— В патриаршей грамоте обязательно спроси от меня, что делать мне с этими, которые народ прельщают, какими карами их отлучать от затеянного?
— Но вы ж, Пётр Васильевич, засадили трёх в земляную тюрьму.
— Ну засадил. Не на век же. Рано или поздно выпущу. Так оттого, что они в яме посидят, они не исправятся, а того ярее станут. Ни кнут, ни яма не помогают.
— Всё, наверное, от боярыни Морозовой пошло, упёртость такая.
— Да, пожалуй, Феодосья Прокопьевна их-то, раскольников, изрядно ободрила. Уж её-то сам государь уговаривал, и хоть бы хны.
— Ну вот, Пётр Васильевич, если уж государь не смог образумить Феодосью Морозову, сказывают ещё и родственница она его, то где уж нам-то, окромя кнута и ямы нечем более вразумлять-то.
— Всё равно спроси патриарха, может, чего подскажет, а нет, так пусть местному клиру внушение сделает. И то хорошо. А то у них в церкви раскол, а за самосожжение с воеводы спрос: не углядел, не упредил. Они ведь, самосожженцы, почти все тяглые. Это какой убыток-то по сбору тяглого. Вот то-то.
Два дня Дума боярская слушала дела раскольные, сам патриарх Иоаким со своим клиром присутствовал. В передней, ожидая вызова в Думу, сидел станичный атаман с Дона Панкратьев. Раскольники, несколько утихомирясь в Москве (утихомирились ли?) разбегаясь на окраины державы, разносили «заразу Аввакумову»[41], как называл сие злосчастие патриарх.

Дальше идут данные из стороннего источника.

use std::collections::HashMap;
use std::fs;
use std::path::Path;

use serde::Serialize;

/// One generated report loaded back from disk.
#[derive(Debug, Clone, Serialize)]
pub struct Post {
    pub filename: String,
    pub slug: String,
    pub title: String,
    pub date: String,
    pub team: String,
    pub rank: Option<u32>,
    pub performance_score: Option<f64>,
    pub content: String,
}

impl Post {
    /// Team analysis posts only; the run summary carries no team.
    pub fn is_team_post(&self) -> bool {
        !self.team.is_empty()
            && self.team != "Unknown"
            && !self.title.to_lowercase().contains("summary")
    }
}

/// Result of scanning a posts directory. Unreadable or malformed files
/// land in `errors` instead of failing the whole listing.
#[derive(Debug, Default)]
pub struct PostIndex {
    pub posts: Vec<Post>,
    pub errors: Vec<String>,
}

/// Split a `---`-fenced frontmatter header off a markdown document.
/// Returns the `key: value` map and the remaining body; documents
/// without a header yield an empty map.
pub fn parse_frontmatter(content: &str) -> (HashMap<String, String>, &str) {
    if !content.starts_with("---") {
        return (HashMap::new(), content);
    }
    let mut parts = content.splitn(3, "---");
    parts.next();
    let Some(header) = parts.next() else {
        return (HashMap::new(), content);
    };
    let Some(body) = parts.next() else {
        return (HashMap::new(), content);
    };

    let mut meta = HashMap::new();
    for line in header.lines() {
        let Some((key, value)) = line.split_once(':') else {
            continue;
        };
        let key = key.trim();
        let value = value.trim().trim_matches('"');
        if !key.is_empty() {
            meta.insert(key.to_string(), value.to_string());
        }
    }
    (meta, body.trim_start_matches('\n'))
}

/// Load every `*.md` under `dir`. A missing directory is an empty
/// index, not an error.
pub fn load_posts(dir: &Path) -> PostIndex {
    let mut index = PostIndex::default();
    let entries = match fs::read_dir(dir) {
        Ok(entries) => entries,
        Err(_) => return index,
    };

    for entry in entries {
        let Ok(entry) = entry else { continue };
        let path = entry.path();
        if path.extension().and_then(|e| e.to_str()) != Some("md") {
            continue;
        }
        match fs::read_to_string(&path) {
            Ok(raw) => index.posts.push(post_from_markdown(&path, &raw)),
            Err(err) => index
                .errors
                .push(format!("{}: {err}", path.display())),
        }
    }
    index
}

fn post_from_markdown(path: &Path, raw: &str) -> Post {
    let (meta, body) = parse_frontmatter(raw);
    let filename = path
        .file_name()
        .and_then(|n| n.to_str())
        .unwrap_or_default()
        .to_string();
    let slug = filename.trim_end_matches(".md").to_string();

    let get = |key: &str| meta.get(key).cloned().unwrap_or_default();
    Post {
        slug,
        filename,
        title: non_empty_or(get("title"), "Untitled"),
        date: get("date"),
        team: non_empty_or(get("team"), "Unknown"),
        rank: meta.get("rank").and_then(|v| v.parse().ok()),
        performance_score: meta.get("performance_score").and_then(|v| v.parse().ok()),
        content: body.to_string(),
    }
}

fn non_empty_or(value: String, fallback: &str) -> String {
    if value.is_empty() {
        fallback.to_string()
    } else {
        value
    }
}

/// Listing order: newest date first, then by rank (summary posts,
/// which carry no rank, sort ahead of ranked ones within a date).
pub fn sort_for_listing(posts: &mut [Post]) {
    posts.sort_by(|a, b| {
        let ka = (a.date.as_str(), a.rank.unwrap_or(999));
        let kb = (b.date.as_str(), b.rank.unwrap_or(999));
        kb.cmp(&ka)
    });
}

/// Team posts ordered by performance score, best first.
pub fn team_rankings(posts: &[Post]) -> Vec<&Post> {
    let mut teams: Vec<&Post> = posts.iter().filter(|p| p.is_team_post()).collect();
    teams.sort_by(|a, b| {
        let sa = a.performance_score.unwrap_or(0.0);
        let sb = b.performance_score.unwrap_or(0.0);
        sb.total_cmp(&sa)
    });
    teams
}

pub fn find_by_slug<'a>(posts: &'a [Post], slug: &str) -> Option<&'a Post> {
    posts.iter().find(|p| p.slug == slug)
}

/// Case-insensitive substring search over title, team and body.
pub fn search<'a>(posts: &'a [Post], query: &str) -> Vec<&'a Post> {
    let query = query.trim().to_lowercase();
    if query.is_empty() {
        return Vec::new();
    }
    posts
        .iter()
        .filter(|p| {
            p.title.to_lowercase().contains(&query)
                || p.team.to_lowercase().contains(&query)
                || p.content.to_lowercase().contains(&query)
        })
        .collect()
}

#[cfg(test)]
mod tests {
    use super::parse_frontmatter;

    #[test]
    fn frontmatter_absent_returns_body() {
        let (meta, body) = parse_frontmatter("# Just a heading\n");
        assert!(meta.is_empty());
        assert_eq!(body, "# Just a heading\n");
    }

    #[test]
    fn frontmatter_strips_quotes() {
        let raw = "---\ntitle: \"Team Analysis: Arsenal\"\nrank: 3\n---\n\nBody here\n";
        let (meta, body) = parse_frontmatter(raw);
        assert_eq!(meta.get("title").map(String::as_str), Some("Team Analysis: Arsenal"));
        assert_eq!(meta.get("rank").map(String::as_str), Some("3"));
        assert_eq!(body, "Body here\n");
    }
}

Думный дьяк читал скаску атамана Михаилы Самарина из Черкасска:
— «Тому другой год пошёл, как пришёл на Дон и поселился в пустыне в лесу на крымской стороне чёрный поп да с ним два чернеца. Чернецы, поссорясь с попом и пришедши в Черкасск, донесли войску, что поп тот за великого государя Бога не молит и им не велит, из-за чего и повздорили. По этому извету я послал за попом, на дознании поп говорил поносные слова о патриархе и грозил скорым приходом антихриста. По войсковому праву поп тот был сожжён и теперь в той пустыне никто не живёт».
Дьяк кончил чтение, наступила недолгая пауза, прерванная стуком посоха патриарха.

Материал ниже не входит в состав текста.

use criterion::{Criterion, criterion_group, criterion_main};
use std::hint::black_box;

use formguide::columns::ColumnMapping;
use formguide::sample_feed::build_sample_table;
use formguide::scoring::{self, ScoreWeights};
use formguide::table::DataTable;

fn bench_resolve_and_derive(c: &mut Criterion) {
    let table = build_sample_table(25);
    c.bench_function("resolve_and_derive", |b| {
        b.iter(|| {
            let mut mapping = ColumnMapping::resolve(black_box(&table));
            mapping.derive_missing(&table);
            black_box(mapping);
        })
    });
}

fn bench_score_and_rank(c: &mut Criterion) {
    let table = build_sample_table(25);
    let mut mapping = ColumnMapping::resolve(&table);
    mapping.derive_missing(&table);
    let weights = ScoreWeights::default();
    c.bench_function("score_and_rank", |b| {
        b.iter(|| {
            let report = scoring::score_teams(black_box(&table), &mapping, &weights);
            let ranked = scoring::rank_top(&table, 0, &report.scores, 20);
            black_box(ranked.len());
        })
    });
}

fn bench_csv_parse(c: &mut Criterion) {
    let table = build_sample_table(25);
    let body = table_to_csv(&table);
    c.bench_function("csv_parse", |b| {
        b.iter(|| {
            let parsed = formguide::table::parse_csv(black_box(&body)).unwrap();
            black_box(parsed.row_count());
        })
    });
}

fn table_to_csv(table: &DataTable) -> String {
    let mut out = table
        .columns()
        .iter()
        .map(|c| c.name.clone())
        .collect::<Vec<_>>()
        .join(",");
    out.push('\n');
    for row in 0..table.row_count() {
        let line = table
            .columns()
            .iter()
            .enumerate()
            .map(|(col, _)| table.cell(col, row).unwrap_or_default().to_string())
            .collect::<Vec<_>>()
            .join(",");
        out.push_str(&line);
        out.push('\n');
    }
    out
}

criterion_group!(
    benches,
    bench_resolve_and_derive,
    bench_score_and_rank,
    bench_csv_parse
);
criterion_main!(benches);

— Правильно поступлено. Заразу Аввакумову огнём же и изводить надо, коли они на огонь других прельщают.
Возражать патриарху никто не стал, а дьяк взял другую бумагу, и тоже с Дона, от воеводы Волынского присланную, в которой сообщалось о пустыне Невской на речке Чиру, устроенной чёрным попом Новой, который новые книги хулит, за государя и патриарха Бога не молит. В конце воевода спрашивал, что делать с этой пустынью и обитателями её?
Окончив чтение, дьяк сообщил, что в передней дожидается станичный атаман с Дона Панкратьев. «Надо позвать его», — решили бояре.
Атаман вошёл, трижды низко поклонился государю, пожелав здравия от казаков Дона.
— Спасибо, атаман, — тихо молвил Фёдор Алексеевич, ещё не оправившийся после болезни.
— Вот воевода Волынский сообщает о Невской пустыни, атаман, — сказал патриарх. — Ты знаешь о ней?
— Знаю, святой отче.
— Давно она там?
— Да ещё с разинского воровства.
— Ничего себе. И вы всё это время терпите её?
— Да мы как-то не вникали, что это за пустынь. Монахи как монахи, все в клобуках.
— Сколько их там?
— Чернецов-то около двадцати, а бельцев человек с тридцать.
— Вы не вникали, а вот Волынский вник и всё донёс, — упрекнул патриарх атамана.
— Виноваты, святой отче, — повинился Панкратьев, — а токо за верой, по-моему, надлежит иереям смотреть. Нам ведь недосуг, и пахать, и сеять надо, и за татарами приглядывать.
— Ну что решать будем, господа бояре? — сказал Стрешнев, заметив государеву вялость и желая поторопить с решением, дабы увести царя в опочивальню.
— Что тут решать, — возвысил голос патриарх. — Слать на Дон государев указ: гнездо сие осиное разорить, а зачинщиков пустыни привезти в оковах в Москву для сыску.
Все взглянули в сторону государя, что он скажет.
— Пусть посему будет, — молвил негромко Фёдор Алексеевич.
— И ещё ж, надо что-то и в Сибирь ответить воеводе Шереметеву, — сказал патриарх Иоаким. — Он спрашивает, как поступать с зачинщиками, у него бесперечь самосжигаются, да с детьми вместе.
— Надо так, как в Черкасске изделали, — сказал Хованский. — Самого прельстителя на костёр. Раз хочешь гореть, то и гори один, что людей-то с панталыку сбивать.